Forward and Inverse Problems with the Elastic Wave Equation: A Comparison of Traditional Numerical and Machine-Learning Methods
Tamanna Saini, & Brittany A. EricksonSubmitted September 7, 2025, SCEC Contribution #14653, 2025 SCEC Annual Meeting Poster #TBD
The seismic wave equation, a fundamental tool in modeling earthquakes, presents unique computational challenges, especially in accurately capturing wave propagation dynamics. Traditional numerical approaches, including finite difference methods (FDM), have long been used to solve the forward problem, providing well-established, theoretically robust frameworks. However, physics-informed neural networks offer a promising alternative, integrating the governing physical laws directly into the learning process and potentially improving efficiency and adaptability in complex scenarios without mesh generation. We perform a detailed comparative analysis of traditional numerical methods and physics-informed neural networks (PINNs) to solve both forward and inverse problems related to the elastic wave equation. By analyzing the computational benefits and limitations of these two approaches, we hope to identify the comparative strengths of PINNs versus traditional methodologies.
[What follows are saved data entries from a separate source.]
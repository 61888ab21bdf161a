//! Startup bootstrap
//!
//! Runs the fixed configuration sequence for the selected replication mode:
//! - Clone from the upstream (replica modes) or initdb (primary) on first start
//! - Standby and hot standby settings
//! - Data/log paths and pg_hba.conf access rules
//! - Roles, databases and extensions on a primary

mod database;
mod sql;
mod users;

pub use database::{create_database, load_extensions};
pub use sql::{quote_ident, quote_literal, Psql};
pub use users::{create_database_user, create_replication_user, set_superuser_password};

use crate::conf::{set_hba_param, set_postgresql_param};
use crate::config::{Config, ReplicationMode};
use crate::error::{EntrypointError, Result};
use crate::paths::DataPaths;
use crate::replication::{
    clone_from_upstream, configure_hot_standby, configure_recovery, wait_for_host,
};
use crate::server::{detect_version, PgCtl};
use crate::version::PgVersion;
use anyhow::Context;
use common::{Telemetry, TelemetryEvent};
use std::time::Instant;
use tracing::{info, warn};

/// What the entrypoint does once bootstrap finishes.
#[derive(Debug, Clone, Copy, PartialEq, Eq)]
pub enum Outcome {
    /// Hand over to the server process
    StartServer,
    /// Backup mode: the data is on disk, exit successfully
    Exit,
}

/// Result of a successful bootstrap.
///
/// `event` is the final lifecycle event. Deliver it with `send_sync` before
/// exiting or exec'ing the server.
#[derive(Debug)]
pub struct Completion {
    pub outcome: Outcome,
    pub event: Option<TelemetryEvent>,
}

impl Completion {
    fn new(outcome: Outcome, event: Option<TelemetryEvent>) -> Self {
        Self { outcome, event }
    }
}

/// Event reported when bootstrap fails with `err`.
pub fn failure_event(config: &Config, err: &EntrypointError) -> TelemetryEvent {
    match err {
        EntrypointError::UpstreamTimeout {
            host,
            port,
            waited_secs,
        } => TelemetryEvent::UpstreamTimeout {
            host: host.clone(),
            port: *port,
            waited_secs: *waited_secs,
        },
        other => TelemetryEvent::BootstrapFailed {
            mode: config.mode.to_string(),
            error: other.to_string(),
        },
    }
}

/// pg_hba.conf entries every node gets, in order.
pub fn access_hba_entries(config: &Config) -> Vec<&'static str> {
    let mut entries = Vec::new();
    if config.trust_localnet {
        entries.push("host all all samenet trust");
    }
    entries.push("host all all 0.0.0.0/0 md5");
    entries
}

/// Server log file name for `version`.
pub fn log_filename(version: PgVersion) -> String {
    format!("postgresql-{}-main.log", version)
}

/// Resolve the server version from config or the installed binaries.
pub async fn resolve_version(config: &Config) -> Result<PgVersion> {
    match config.pg_version {
        Some(version) => Ok(version),
        None => {
            let version = detect_version().await?;
            info!(version = %version, "Detected PostgreSQL version");
            Ok(version)
        }
    }
}

/// Point the server at PGDATA and the log directory.
pub fn configure_paths(config: &Config, paths: &DataPaths, version: PgVersion) -> Result<()> {
    let conf = paths.postgresql_conf();
    set_postgresql_param(&conf, "data_directory", &config.data_dir.display().to_string())?;

    std::fs::create_dir_all(&config.log_dir)
        .with_context(|| format!("Failed to create log directory {}", config.log_dir.display()))?;
    set_postgresql_param(&conf, "log_directory", &config.log_dir.display().to_string())?;
    set_postgresql_param(&conf, "log_filename", &log_filename(version))?;
    Ok(())
}

/// Allow remote access in pg_hba.conf.
pub fn configure_access(config: &Config, paths: &DataPaths) -> Result<()> {
    let hba = paths.pg_hba_conf();
    for entry in access_hba_entries(config) {
        set_hba_param(&hba, entry)?;
    }
    Ok(())
}

/// Bring a fresh data directory into existence for the configured mode.
///
/// Returns the completion once a backup has been pulled, None otherwise.
async fn populate_data_dir(
    config: &Config,
    paths: &DataPaths,
    ctl: &PgCtl,
    telemetry: &Telemetry,
) -> Result<Option<Completion>> {
    if !config.mode.is_replica() {
        ctl.initdb(&config.superuser).await?;
        telemetry.send(TelemetryEvent::DatabaseInitialized {
            data_dir: paths.data_dir().display().to_string(),
        });
        return Ok(None);
    }

    let host = config.replication_host()?;
    let port = config.replication.port;
    let attempts = wait_for_host(host, port, config.replication.wait_timeout).await?;
    telemetry.send(TelemetryEvent::UpstreamReady {
        host: host.to_string(),
        port,
        attempts,
    });

    let duration_ms = clone_from_upstream(config).await?;
    telemetry.send(TelemetryEvent::DataCloned {
        host: host.to_string(),
        mode: config.mode.to_string(),
        duration_ms,
    });

    if config.mode == ReplicationMode::Backup {
        let event = TelemetryEvent::BackupCompleted {
            host: host.to_string(),
            data_dir: paths.data_dir().display().to_string(),
        };
        return Ok(Some(Completion::new(Outcome::Exit, Some(event))));
    }
    Ok(None)
}

/// Roles, databases and extensions, run against a temporary local server.
async fn bootstrap_primary(config: &Config, paths: &DataPaths, ctl: &PgCtl) -> Result<Vec<String>> {
    let psql = Psql::new(&config.superuser);

    ctl.start_local().await?;
    let result = async {
        set_superuser_password(config, &psql).await?;
        create_replication_user(config, paths, &psql).await?;
        create_database_user(config, &psql).await?;
        create_database(config, &psql).await
    }
    .await;

    // The server is stopped even when a step failed so PGDATA is left clean
    let stopped = ctl.stop().await;
    let databases = result?;
    stopped?;
    Ok(databases)
}

/// Configure PGDATA for the selected mode.
///
/// Intermediate events go through `telemetry`. The final one is returned in
/// the `Completion` for the caller to deliver synchronously.
pub async fn initialize_database(config: &Config, telemetry: &Telemetry) -> Result<Completion> {
    let start = Instant::now();
    config.validate()?;

    let version = resolve_version(config).await?;
    let paths = DataPaths::new(&config.data_dir);
    let ctl = PgCtl::new(&config.data_dir);

    info!(
        mode = %config.mode,
        version = %version,
        data_dir = %config.data_dir.display(),
        "Initializing database"
    );

    if !paths.is_initialized() {
        if let Some(done) = populate_data_dir(config, &paths, &ctl, telemetry).await? {
            return Ok(done);
        }
    } else if config.mode == ReplicationMode::Backup {
        warn!(data_dir = %config.data_dir.display(), "Backup already present, nothing to pull");
        return Ok(Completion::new(Outcome::Exit, None));
    }

    configure_recovery(config, &paths, version)?;
    configure_hot_standby(config, &paths, version)?;
    configure_paths(config, &paths, version)?;
    configure_access(config, &paths)?;

    let databases = if config.mode.is_replica() {
        if !config.database.names.is_empty() {
            info!(mode = %config.mode, "Database cannot be created on a replica node, skipping");
        }
        Vec::new()
    } else {
        bootstrap_primary(config, &paths, &ctl).await?
    };

    let event = TelemetryEvent::BootstrapCompleted {
        mode: config.mode.to_string(),
        duration_ms: start.elapsed().as_millis() as u64,
        databases,
    };
    Ok(Completion::new(Outcome::StartServer, Some(event)))
}

#[cfg(test)]
mod tests {
    use super::*;
    use crate::conf::{get_param, has_hba_entry};
    use tempfile::TempDir;

    fn setup() -> (TempDir, DataPaths, Config) {
        let dir = TempDir::new().unwrap();
        let data = dir.path().join("data");
        std::fs::create_dir_all(&data).unwrap();
        let paths = DataPaths::new(&data);
        std::fs::write(paths.postgresql_conf(), "#data_directory = 'ConfigDir'\n").unwrap();
        std::fs::write(paths.pg_hba_conf(), "local all all trust\n").unwrap();

        let mut config = Config::from_vars(|_| None).unwrap();
        config.data_dir = data;
        config.log_dir = dir.path().join("log");
        (dir, paths, config)
    }

    #[test]
    fn test_log_filename() {
        assert_eq!(log_filename(PgVersion::new(9, 6)), "postgresql-9.6-main.log");
        assert_eq!(log_filename(PgVersion::new(14, 0)), "postgresql-14-main.log");
    }

    #[test]
    fn test_access_entries() {
        let (_dir, _paths, mut config) = setup();
        assert_eq!(access_hba_entries(&config), vec!["host all all 0.0.0.0/0 md5"]);

        config.trust_localnet = true;
        assert_eq!(
            access_hba_entries(&config),
            vec!["host all all samenet trust", "host all all 0.0.0.0/0 md5"]
        );
    }

    #[test]
    fn test_configure_paths_creates_log_dir() {
        let (_dir, paths, config) = setup();
        configure_paths(&config, &paths, PgVersion::new(11, 0)).unwrap();

        assert!(config.log_dir.is_dir());
        let content = std::fs::read_to_string(paths.postgresql_conf()).unwrap();
        assert_eq!(
            get_param(&content, "data_directory"),
            Some(config.data_dir.display().to_string())
        );
        assert_eq!(
            get_param(&content, "log_directory"),
            Some(config.log_dir.display().to_string())
        );
        assert_eq!(
            get_param(&content, "log_filename").as_deref(),
            Some("postgresql-11-main.log")
        );
    }

    #[test]
    fn test_configure_access_is_idempotent() {
        let (_dir, paths, config) = setup();
        configure_access(&config, &paths).unwrap();
        configure_access(&config, &paths).unwrap();

        let content = std::fs::read_to_string(paths.pg_hba_conf()).unwrap();
        assert!(has_hba_entry(&content, "host all all 0.0.0.0/0 md5"));
        assert_eq!(content.lines().count(), 2);
    }

    #[tokio::test]
    async fn test_existing_backup_exits_without_touching_files() {
        let (_dir, paths, mut config) = setup();
        std::fs::write(paths.pg_version(), "11\n").unwrap();
        config.mode = ReplicationMode::Backup;
        config.pg_version = Some(PgVersion::new(11, 0));
        config.replication.host = Some("pg-primary".to_string());
        config.replication.user = Some("repl".to_string());
        config.replication.password = Some("s3cret".to_string());

        let before = std::fs::read_to_string(paths.postgresql_conf()).unwrap();
        let telemetry = Telemetry::new("test", None);
        let done = initialize_database(&config, &telemetry).await.unwrap();

        assert_eq!(done.outcome, Outcome::Exit);
        assert!(done.event.is_none());
        assert_eq!(std::fs::read_to_string(paths.postgresql_conf()).unwrap(), before);
    }

    #[tokio::test]
    async fn test_existing_slave_is_reconfigured_without_server() {
        let (_dir, paths, mut config) = setup();
        std::fs::write(paths.pg_version(), "11\n").unwrap();
        config.mode = ReplicationMode::Slave;
        config.pg_version = Some(PgVersion::new(11, 0));
        config.replication.host = Some("pg-primary".to_string());
        config.replication.user = Some("repl".to_string());
        config.replication.password = Some("s3cret".to_string());
        config.database.names = vec!["app".to_string()];

        let telemetry = Telemetry::new("test", None);
        let done = initialize_database(&config, &telemetry).await.unwrap();

        assert_eq!(done.outcome, Outcome::StartServer);
        match done.event {
            Some(TelemetryEvent::BootstrapCompleted {
                mode, databases, ..
            }) => {
                assert_eq!(mode, "slave");
                assert!(databases.is_empty());
            }
            other => panic!("expected BootstrapCompleted, got {:?}", other),
        }
        assert!(paths.recovery_conf().exists());
        let hba = std::fs::read_to_string(paths.pg_hba_conf()).unwrap();
        assert!(has_hba_entry(&hba, "host all all 0.0.0.0/0 md5"));
    }

    #[test]
    fn test_failure_event_for_upstream_timeout() {
        let (_dir, _paths, config) = setup();
        let err = EntrypointError::UpstreamTimeout {
            host: "pg-primary".to_string(),
            port: 5432,
            waited_secs: 60,
        };

        match failure_event(&config, &err) {
            TelemetryEvent::UpstreamTimeout {
                host,
                port,
                waited_secs,
            } => {
                assert_eq!(host, "pg-primary");
                assert_eq!(port, 5432);
                assert_eq!(waited_secs, 60);
            }
            other => panic!("expected UpstreamTimeout, got {:?}", other),
        }
    }

    #[test]
    fn test_failure_event_for_other_errors() {
        let (_dir, _paths, mut config) = setup();
        config.mode = ReplicationMode::Snapshot;
        let err = EntrypointError::InvalidMode("hot".to_string());

        match failure_event(&config, &err) {
            TelemetryEvent::BootstrapFailed { mode, error } => {
                assert_eq!(mode, "snapshot");
                assert!(error.contains("hot"));
            }
            other => panic!("expected BootstrapFailed, got {:?}", other),
        }
    }

    #[tokio::test]
    async fn test_replica_without_upstream_fails_early() {
        let (_dir, _paths, mut config) = setup();
        config.mode = ReplicationMode::Slave;
        config.pg_version = Some(PgVersion::new(11, 0));

        let telemetry = Telemetry::new("test", None);
        assert!(initialize_database(&config, &telemetry).await.is_err());
    }
}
For the forward problem, we systematically benchmark three numerical strategies for the elastic wave equation—FDM, soft-enforced PINNs, and hard-enforced PINNs—under two optimization schemes (Adam and L-BFGS). FDM delivers the lowest errors and shortest runtimes when grid resolution is sufficient, but hard-enforced PINNs narrow the gap dramatically. With hard enforcement, L-BFGS training reaches near-FDM accuracy. Soft enforcement proves sensitive to sharp localized features, whereas hard enforcement stabilizes convergence and preserves accuracy. Across all trials, L-BFGS consistently outperforms Adam on both speed and fidelity, highlighting optimizer choice as a key design factor. Overall, the results position hard-enforced, L-BFGS-optimized PINNs as an attractive mesh-free alternative when exact constraint satisfaction is possible and grid-based methods become cumbersome or expensive. Next, we consider a classical problem of inferring elastic moduli given limited surface observations. Given the material density, we set up the PINN to solve for the material displacement as well as the shear modulus. Two networks are defined to approximate both the displacement field and the shear modulus. The composite loss function couples the PDE residual, initial/boundary conditions, surface observations, and an optional regularizer on the surface shear modulus. A warm-up phase with Adam optimizes both nets on mini-batches, followed by full-batch L-BFGS to reach machine precision.
Key Words
Physics Informed Neural Network, Finite Difference Methods, Traditional Numerical Methods, Inverse Problem
Citation
Saini, T., & Erickson, B. A. (2025, 09). Forward and Inverse Problems with the Elastic Wave Equation: A Comparison of Traditional Numerical and Machine-Learning Methods. Poster Presentation at 2025 SCEC Annual Meeting.